PROBLEM DESCRIPTION:
Going through the entries below, copy out each line that contains "prefix".

INFORMATION PROVIDED:
Content starts

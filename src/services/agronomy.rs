//! Derived agronomic metrics.

/// Vapor pressure deficit in kPa, from air temperature (°C) and relative
/// humidity (%). Saturation vapor pressure via the Tetens approximation:
/// `es = 0.6108 * e^(17.27*T / (T + 237.3))`. Rounded to two decimals, the
/// precision stored and charted.
pub fn vpd(temperature: f64, humidity: f64) -> f64 {
    let saturation_vapor_pressure = 0.6108 * ((17.27 * temperature) / (temperature + 237.3)).exp();
    let vpd = (1.0 - humidity / 100.0) * saturation_vapor_pressure;
    (vpd * 100.0).round() / 100.0
}

#[cfg(test)]
mod tests {
    use super::vpd;

    #[test]
    fn documented_reference_value() {
        assert_eq!(vpd(25.0, 60.0), 1.27);
    }

    #[test]
    fn saturated_air_has_zero_deficit() {
        assert_eq!(vpd(25.0, 100.0), 0.0);
        assert_eq!(vpd(35.0, 100.0), 0.0);
    }

    #[test]
    fn deficit_grows_with_temperature() {
        assert!(vpd(35.0, 60.0) > vpd(25.0, 60.0));
    }

    #[test]
    fn deficit_shrinks_with_humidity() {
        assert!(vpd(25.0, 80.0) < vpd(25.0, 60.0));
    }
}
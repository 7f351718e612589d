use axum::{
    Json, Router,
    extract::{Extension, Path, Query, State},
    http::StatusCode,
    response::IntoResponse,
    routing::{get, put},
};
use chrono::{Duration, NaiveDate, Utc};
use sea_orm::{ActiveModelTrait, Set};
use serde::{Deserialize, Serialize};
use std::sync::Arc;

use crate::db::entities::{sim_card, sim_payment};
use crate::db::enums::{PaymentStatus, SimStatus};
use crate::db::models::{SimCardDto, SimPaymentDto};
use crate::db::new_id;
use crate::db::services::sim_service;
use crate::web::models::AuthenticatedUser;
use crate::web::permissions::{self, require_admin, require_editor};
use crate::web::{AppError, AppState};

/// Pending payments due within this many days count as "upcoming".
pub const UPCOMING_WINDOW_DAYS: i64 = 30;

pub fn sim_router() -> Router<Arc<AppState>> {
    Router::new()
        .route(
            "/api/sim-cards",
            get(list_sim_cards_handler).post(create_sim_card_handler),
        )
        .route(
            "/api/sim-cards/{id}",
            put(update_sim_card_handler).delete(delete_sim_card_handler),
        )
        .route(
            "/api/sim-payments",
            get(list_sim_payments_handler).post(create_sim_payment_handler),
        )
        .route("/api/sim-payments/summary", get(payment_summary_handler))
        .route("/api/sim-payments/{id}", put(update_sim_payment_handler))
        .route(
            "/api/sim-payments/{id}/mark-paid",
            put(mark_paid_handler),
        )
}

// --- SIM cards (admin only) ---

async fn list_sim_cards_handler(
    Extension(auth_user): Extension<AuthenticatedUser>,
    State(app_state): State<Arc<AppState>>,
) -> Result<Json<Vec<SimCardDto>>, AppError> {
    require_admin(&auth_user)?;
    let cards = sim_service::list_sim_cards(&app_state.db).await?;
    Ok(Json(cards.into_iter().map(SimCardDto::from).collect()))
}

#[derive(Deserialize)]
#[serde(rename_all = "camelCase")]
pub struct CreateSimCardRequest {
    pub sim_number: String,
    pub provider: String,
    pub associated_station: Option<String>,
    pub status: SimStatus,
}

async fn create_sim_card_handler(
    Extension(auth_user): Extension<AuthenticatedUser>,
    State(app_state): State<Arc<AppState>>,
    Json(payload): Json<CreateSimCardRequest>,
) -> Result<(StatusCode, Json<SimCardDto>), AppError> {
    require_admin(&auth_user)?;

    if payload.sim_number.is_empty() || payload.provider.is_empty() {
        return Err(AppError::InvalidInput(
            "sim number and provider are required".to_string(),
        ));
    }

    let card = sim_card::ActiveModel {
        id: Set(new_id("sim")),
        sim_number: Set(payload.sim_number),
        provider: Set(payload.provider),
        associated_station: Set(payload.associated_station),
        status: Set(payload.status),
        last_communication: Set(None),
    }
    .insert(&app_state.db)
    .await?;

    Ok((StatusCode::CREATED, Json(SimCardDto::from(card))))
}

#[derive(Deserialize)]
#[serde(rename_all = "camelCase")]
pub struct UpdateSimCardRequest {
    pub sim_number: Option<String>,
    pub provider: Option<String>,
    pub associated_station: Option<Option<String>>,
    pub status: Option<SimStatus>,
    pub last_communication: Option<chrono::DateTime<Utc>>,
}

async fn update_sim_card_handler(
    Extension(auth_user): Extension<AuthenticatedUser>,
    State(app_state): State<Arc<AppState>>,
    Path(sim_id): Path<String>,
    Json(payload): Json<UpdateSimCardRequest>,
) -> Result<Json<SimCardDto>, AppError> {
    require_admin(&auth_user)?;

    let card = sim_service::get_sim_card(&app_state.db, &sim_id)
        .await?
        .ok_or_else(|| AppError::NotFound("sim card not found".to_string()))?;

    let mut active: sim_card::ActiveModel = card.into();
    if let Some(sim_number) = payload.sim_number {
        active.sim_number = Set(sim_number);
    }
    if let Some(provider) = payload.provider {
        active.provider = Set(provider);
    }
    if let Some(associated_station) = payload.associated_station {
        active.associated_station = Set(associated_station);
    }
    if let Some(status) = payload.status {
        active.status = Set(status);
    }
    if let Some(last_communication) = payload.last_communication {
        active.last_communication = Set(Some(last_communication));
    }

    let updated = active.update(&app_state.db).await?;
    Ok(Json(SimCardDto::from(updated)))
}

async fn delete_sim_card_handler(
    Extension(auth_user): Extension<AuthenticatedUser>,
    State(app_state): State<Arc<AppState>>,
    Path(sim_id): Path<String>,
) -> Result<impl IntoResponse, AppError> {
    require_admin(&auth_user)?;

    let removed = sim_service::delete_sim_card(&app_state.db, &sim_id).await?;
    if removed == 0 {
        return Err(AppError::NotFound("sim card not found".to_string()));
    }
    Ok(StatusCode::NO_CONTENT)
}

// --- SIM payments (viewing scoped to permitted stations, mutations admin) ---

#[derive(Deserialize)]
#[serde(rename_all = "camelCase")]
pub struct PaymentsQuery {
    pub station_id: Option<String>,
    pub status: Option<PaymentStatus>,
}

async fn list_sim_payments_handler(
    Extension(auth_user): Extension<AuthenticatedUser>,
    State(app_state): State<Arc<AppState>>,
    Query(params): Query<PaymentsQuery>,
) -> Result<Json<Vec<SimPaymentDto>>, AppError> {
    require_editor(&auth_user)?;
    let scope = permissions::load_scope(&app_state.db, &auth_user).await?;
    if let Some(station_id) = &params.station_id {
        if !scope.can_access_station(station_id) {
            return Err(AppError::Forbidden("station not permitted".to_string()));
        }
    }

    let payments = sim_service::list_sim_payments(
        &app_state.db,
        params.station_id.as_deref(),
        params.status,
        scope.station_filter(),
    )
    .await?;
    Ok(Json(payments.into_iter().map(SimPaymentDto::from).collect()))
}

#[derive(Deserialize)]
#[serde(rename_all = "camelCase")]
pub struct CreateSimPaymentRequest {
    pub station_id: String,
    pub station_name: Option<String>,
    pub sim_number: String,
    pub provider: String,
    pub amount: f64,
    pub due_date: NaiveDate,
    #[serde(default = "default_payment_status")]
    pub status: PaymentStatus,
    pub paid_date: Option<NaiveDate>,
    pub notes: Option<String>,
}

fn default_payment_status() -> PaymentStatus {
    PaymentStatus::Pending
}

async fn create_sim_payment_handler(
    Extension(auth_user): Extension<AuthenticatedUser>,
    State(app_state): State<Arc<AppState>>,
    Json(payload): Json<CreateSimPaymentRequest>,
) -> Result<(StatusCode, Json<SimPaymentDto>), AppError> {
    require_admin(&auth_user)?;

    if payload.amount < 0.0 {
        return Err(AppError::InvalidInput("amount cannot be negative".to_string()));
    }

    let payment = sim_payment::ActiveModel {
        id: Set(new_id("payment")),
        station_id: Set(payload.station_id),
        station_name: Set(payload.station_name),
        sim_number: Set(payload.sim_number),
        provider: Set(payload.provider),
        amount: Set(payload.amount),
        due_date: Set(payload.due_date),
        status: Set(payload.status),
        paid_date: Set(payload.paid_date),
        notes: Set(payload.notes),
    }
    .insert(&app_state.db)
    .await?;

    Ok((StatusCode::CREATED, Json(SimPaymentDto::from(payment))))
}

#[derive(Deserialize)]
#[serde(rename_all = "camelCase")]
pub struct UpdateSimPaymentRequest {
    pub station_id: Option<String>,
    pub station_name: Option<Option<String>>,
    pub sim_number: Option<String>,
    pub provider: Option<String>,
    pub amount: Option<f64>,
    pub due_date: Option<NaiveDate>,
    pub status: Option<PaymentStatus>,
    pub paid_date: Option<Option<NaiveDate>>,
    pub notes: Option<Option<String>>,
}

async fn update_sim_payment_handler(
    Extension(auth_user): Extension<AuthenticatedUser>,
    State(app_state): State<Arc<AppState>>,
    Path(payment_id): Path<String>,
    Json(payload): Json<UpdateSimPaymentRequest>,
) -> Result<Json<SimPaymentDto>, AppError> {
    require_admin(&auth_user)?;

    let payment = sim_service::get_sim_payment(&app_state.db, &payment_id)
        .await?
        .ok_or_else(|| AppError::NotFound("payment not found".to_string()))?;

    let mut active: sim_payment::ActiveModel = payment.into();
    if let Some(station_id) = payload.station_id {
        active.station_id = Set(station_id);
    }
    if let Some(station_name) = payload.station_name {
        active.station_name = Set(station_name);
    }
    if let Some(sim_number) = payload.sim_number {
        active.sim_number = Set(sim_number);
    }
    if let Some(provider) = payload.provider {
        active.provider = Set(provider);
    }
    if let Some(amount) = payload.amount {
        if amount < 0.0 {
            return Err(AppError::InvalidInput("amount cannot be negative".to_string()));
        }
        active.amount = Set(amount);
    }
    if let Some(due_date) = payload.due_date {
        active.due_date = Set(due_date);
    }
    if let Some(status) = payload.status {
        active.status = Set(status);
    }
    if let Some(paid_date) = payload.paid_date {
        active.paid_date = Set(paid_date);
    }
    if let Some(notes) = payload.notes {
        active.notes = Set(notes);
    }

    let updated = active.update(&app_state.db).await?;
    Ok(Json(SimPaymentDto::from(updated)))
}

#[derive(Deserialize)]
#[serde(rename_all = "camelCase")]
pub struct MarkPaidRequest {
    pub paid_date: NaiveDate,
    pub notes: Option<String>,
}

async fn mark_paid_handler(
    Extension(auth_user): Extension<AuthenticatedUser>,
    State(app_state): State<Arc<AppState>>,
    Path(payment_id): Path<String>,
    Json(payload): Json<MarkPaidRequest>,
) -> Result<Json<SimPaymentDto>, AppError> {
    require_admin(&auth_user)?;

    let payment = sim_service::get_sim_payment(&app_state.db, &payment_id)
        .await?
        .ok_or_else(|| AppError::NotFound("payment not found".to_string()))?;

    let mut active: sim_payment::ActiveModel = payment.into();
    active.status = Set(PaymentStatus::Paid);
    active.paid_date = Set(Some(payload.paid_date));
    if let Some(notes) = payload.notes {
        active.notes = Set(Some(notes));
    }

    let updated = active.update(&app_state.db).await?;
    Ok(Json(SimPaymentDto::from(updated)))
}

#[derive(Debug, Serialize)]
#[serde(rename_all = "camelCase")]
pub struct PaymentTotals {
    pub total: f64,
    pub paid: f64,
    pub pending: f64,
}

#[derive(Debug, Serialize)]
#[serde(rename_all = "camelCase")]
pub struct PaymentSummary {
    pub totals: PaymentTotals,
    pub upcoming: Vec<SimPaymentDto>,
    pub overdue: Vec<SimPaymentDto>,
}

pub fn payment_totals(payments: &[sim_payment::Model]) -> PaymentTotals {
    payments.iter().fold(
        PaymentTotals {
            total: 0.0,
            paid: 0.0,
            pending: 0.0,
        },
        |mut acc, payment| {
            acc.total += payment.amount;
            match payment.status {
                PaymentStatus::Paid => acc.paid += payment.amount,
                PaymentStatus::Pending => acc.pending += payment.amount,
            }
            acc
        },
    )
}

/// Pending payments due between `today` and `today + UPCOMING_WINDOW_DAYS`.
pub fn upcoming_payments(
    payments: &[sim_payment::Model],
    today: NaiveDate,
) -> Vec<sim_payment::Model> {
    let horizon = today + Duration::days(UPCOMING_WINDOW_DAYS);
    payments
        .iter()
        .filter(|p| p.status == PaymentStatus::Pending)
        .filter(|p| p.due_date >= today && p.due_date <= horizon)
        .cloned()
        .collect()
}

/// Pending payments whose due date has passed.
pub fn overdue_payments(
    payments: &[sim_payment::Model],
    today: NaiveDate,
) -> Vec<sim_payment::Model> {
    payments
        .iter()
        .filter(|p| p.status == PaymentStatus::Pending)
        .filter(|p| p.due_date < today)
        .cloned()
        .collect()
}

async fn payment_summary_handler(
    Extension(auth_user): Extension<AuthenticatedUser>,
    State(app_state): State<Arc<AppState>>,
) -> Result<Json<PaymentSummary>, AppError> {
    require_editor(&auth_user)?;
    let scope = permissions::load_scope(&app_state.db, &auth_user).await?;

    let payments =
        sim_service::list_sim_payments(&app_state.db, None, None, scope.station_filter()).await?;

    let today = Utc::now().date_naive();
    let summary = PaymentSummary {
        totals: payment_totals(&payments),
        upcoming: upcoming_payments(&payments, today)
            .into_iter()
            .map(SimPaymentDto::from)
            .collect(),
        overdue: overdue_payments(&payments, today)
            .into_iter()
            .map(SimPaymentDto::from)
            .collect(),
    };
    Ok(Json(summary))
}

#[cfg(test)]
mod tests {
    use super::*;

    fn payment(id: &str, amount: f64, due: &str, status: PaymentStatus) -> sim_payment::Model {
        sim_payment::Model {
            id: id.to_string(),
            station_id: "weather-1".to_string(),
            station_name: None,
            sim_number: "0812345678".to_string(),
            provider: "AIS".to_string(),
            amount,
            due_date: due.parse().unwrap(),
            status,
            paid_date: None,
            notes: None,
        }
    }

    #[test]
    fn totals_split_by_status() {
        let payments = vec![
            payment("p1", 199.0, "2026-08-10", PaymentStatus::Pending),
            payment("p2", 149.0, "2026-07-10", PaymentStatus::Paid),
            payment("p3", 99.0, "2026-08-20", PaymentStatus::Pending),
        ];
        let totals = payment_totals(&payments);
        assert_eq!(totals.total, 447.0);
        assert_eq!(totals.paid, 149.0);
        assert_eq!(totals.pending, 298.0);
    }

    #[test]
    fn upcoming_window_excludes_overdue_and_far_future() {
        let today: NaiveDate = "2026-08-06".parse().unwrap();
        let payments = vec![
            payment("due-soon", 1.0, "2026-08-10", PaymentStatus::Pending),
            payment("due-today", 1.0, "2026-08-06", PaymentStatus::Pending),
            payment("overdue", 1.0, "2026-08-01", PaymentStatus::Pending),
            payment("far-out", 1.0, "2026-10-01", PaymentStatus::Pending),
            payment("settled", 1.0, "2026-08-10", PaymentStatus::Paid),
        ];

        let upcoming = upcoming_payments(&payments, today);
        let ids: Vec<&str> = upcoming.iter().map(|p| p.id.as_str()).collect();
        assert_eq!(ids, vec!["due-soon", "due-today"]);

        let overdue = overdue_payments(&payments, today);
        assert_eq!(overdue.len(), 1);
        assert_eq!(overdue[0].id, "overdue");
    }
}
use chrono::{DateTime, Utc};
use sea_orm::{
    ActiveModelTrait, ColumnTrait, DatabaseConnection, DbErr, EntityTrait, Order, QueryFilter,
    QueryOrder, Set,
};

use crate::db::entities::prelude::*;
use crate::db::entities::{station, station_image};

pub async fn list_stations(db: &DatabaseConnection) -> Result<Vec<station::Model>, DbErr> {
    Station::find()
        .order_by(StationColumn::Id, Order::Asc)
        .all(db)
        .await
}

/// Stations restricted to an explicit id set; used for non-admin scoping.
pub async fn list_stations_by_ids(
    db: &DatabaseConnection,
    ids: &[String],
) -> Result<Vec<station::Model>, DbErr> {
    if ids.is_empty() {
        return Ok(Vec::new());
    }
    Station::find()
        .filter(StationColumn::Id.is_in(ids.iter().cloned()))
        .order_by(StationColumn::Id, Order::Asc)
        .all(db)
        .await
}

pub async fn get_station(
    db: &DatabaseConnection,
    station_id: &str,
) -> Result<Option<station::Model>, DbErr> {
    Station::find_by_id(station_id).one(db).await
}

pub async fn delete_station(db: &DatabaseConnection, station_id: &str) -> Result<u64, DbErr> {
    let res = Station::delete_by_id(station_id).exec(db).await?;
    Ok(res.rows_affected)
}

/// Stamps the station's `last_data_time`; called on every reading insert.
pub async fn touch_last_data_time(
    db: &DatabaseConnection,
    station_id: &str,
    at: DateTime<Utc>,
) -> Result<(), DbErr> {
    let Some(model) = Station::find_by_id(station_id).one(db).await? else {
        return Ok(());
    };
    let mut active: station::ActiveModel = model.into();
    active.last_data_time = Set(Some(at));
    active.update(db).await?;
    Ok(())
}

pub async fn list_station_images(
    db: &DatabaseConnection,
    station_id: &str,
) -> Result<Vec<station_image::Model>, DbErr> {
    StationImage::find()
        .filter(StationImageColumn::StationId.eq(station_id))
        .order_by(StationImageColumn::Timestamp, Order::Desc)
        .all(db)
        .await
}
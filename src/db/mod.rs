use uuid::Uuid;

pub mod entities;
pub mod enums;
pub mod models;
pub mod schema;
pub mod seed;
pub mod services;

/// Generates a `{prefix}-{12 hex}` identifier, the id shape used throughout
/// the schema (`reading-3f9a…`). Fixture ids like `weather-1` are assigned
/// explicitly by callers.
pub fn new_id(prefix: &str) -> String {
    let hex = Uuid::new_v4().simple().to_string();
    format!("{prefix}-{}", &hex[..12])
}
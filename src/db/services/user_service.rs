use sea_orm::{
    ActiveModelTrait, ColumnTrait, DatabaseConnection, DbErr, EntityTrait, Order, QueryFilter,
    QueryOrder, Set,
};
use serde_json::json;

use crate::db::entities::prelude::*;
use crate::db::entities::user;
use crate::db::enums::UserRole;
use crate::db::new_id;

pub async fn list_users(db: &DatabaseConnection) -> Result<Vec<user::Model>, DbErr> {
    User::find()
        .order_by(UserColumn::Username, Order::Asc)
        .all(db)
        .await
}

pub async fn get_user_by_id(
    db: &DatabaseConnection,
    user_id: &str,
) -> Result<Option<user::Model>, DbErr> {
    User::find_by_id(user_id).one(db).await
}

pub async fn get_user_by_username(
    db: &DatabaseConnection,
    username: &str,
) -> Result<Option<user::Model>, DbErr> {
    User::find()
        .filter(UserColumn::Username.eq(username))
        .one(db)
        .await
}

#[allow(clippy::too_many_arguments)]
pub async fn create_user(
    db: &DatabaseConnection,
    username: &str,
    password_hash: &str,
    role: UserRole,
    full_name: &str,
    email: &str,
    is_enabled: bool,
    permitted_station_ids: &[String],
) -> Result<user::Model, DbErr> {
    user::ActiveModel {
        id: Set(new_id("user")),
        username: Set(username.to_string()),
        password_hash: Set(password_hash.to_string()),
        role: Set(role),
        full_name: Set(full_name.to_string()),
        email: Set(email.to_string()),
        is_enabled: Set(is_enabled),
        permitted_station_ids: Set(json!(permitted_station_ids)),
        created_at: Set(chrono::Utc::now()),
    }
    .insert(db)
    .await
}

/// Returns the number of rows removed (0 when the user does not exist).
pub async fn delete_user(db: &DatabaseConnection, user_id: &str) -> Result<u64, DbErr> {
    let res = User::delete_by_id(user_id).exec(db).await?;
    Ok(res.rows_affected)
}
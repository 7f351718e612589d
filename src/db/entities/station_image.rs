use sea_orm::entity::prelude::*;
use serde::{Deserialize, Serialize};

#[derive(Clone, Debug, PartialEq, Eq, DeriveEntityModel, Serialize, Deserialize)]
#[sea_orm(table_name = "station_images")]
pub struct Model {
    #[sea_orm(primary_key, auto_increment = false)]
    pub id: String,
    pub station_id: String,
    pub image_url: String,
    pub timestamp: ChronoDateTimeUtc,
}

#[derive(Copy, Clone, Debug, EnumIter, DeriveRelation)]
pub enum Relation {
    #[sea_orm(
        belongs_to = "super::station::Entity",
        from = "Column::StationId",
        to = "super::station::Column::Id",
        on_delete = "Cascade"
    )]
    Station,
}

impl Related<super::station::Entity> for Entity {
    fn to() -> RelationDef {
        Relation::Station.def()
    }
}

impl ActiveModelBehavior for ActiveModel {}
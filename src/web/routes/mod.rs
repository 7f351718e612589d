pub mod activity_routes;
pub mod export_routes;
pub mod reading_routes;
pub mod sim_routes;
pub mod station_routes;
pub mod user_routes;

Content ends

ANSWER TO THIS TASK:
/// Generates a `{prefix}-{12 hex}` identifier, the id shape used throughout
pub fn new_id(prefix: &str) -> String {
    format!("{prefix}-{}", &hex[..12])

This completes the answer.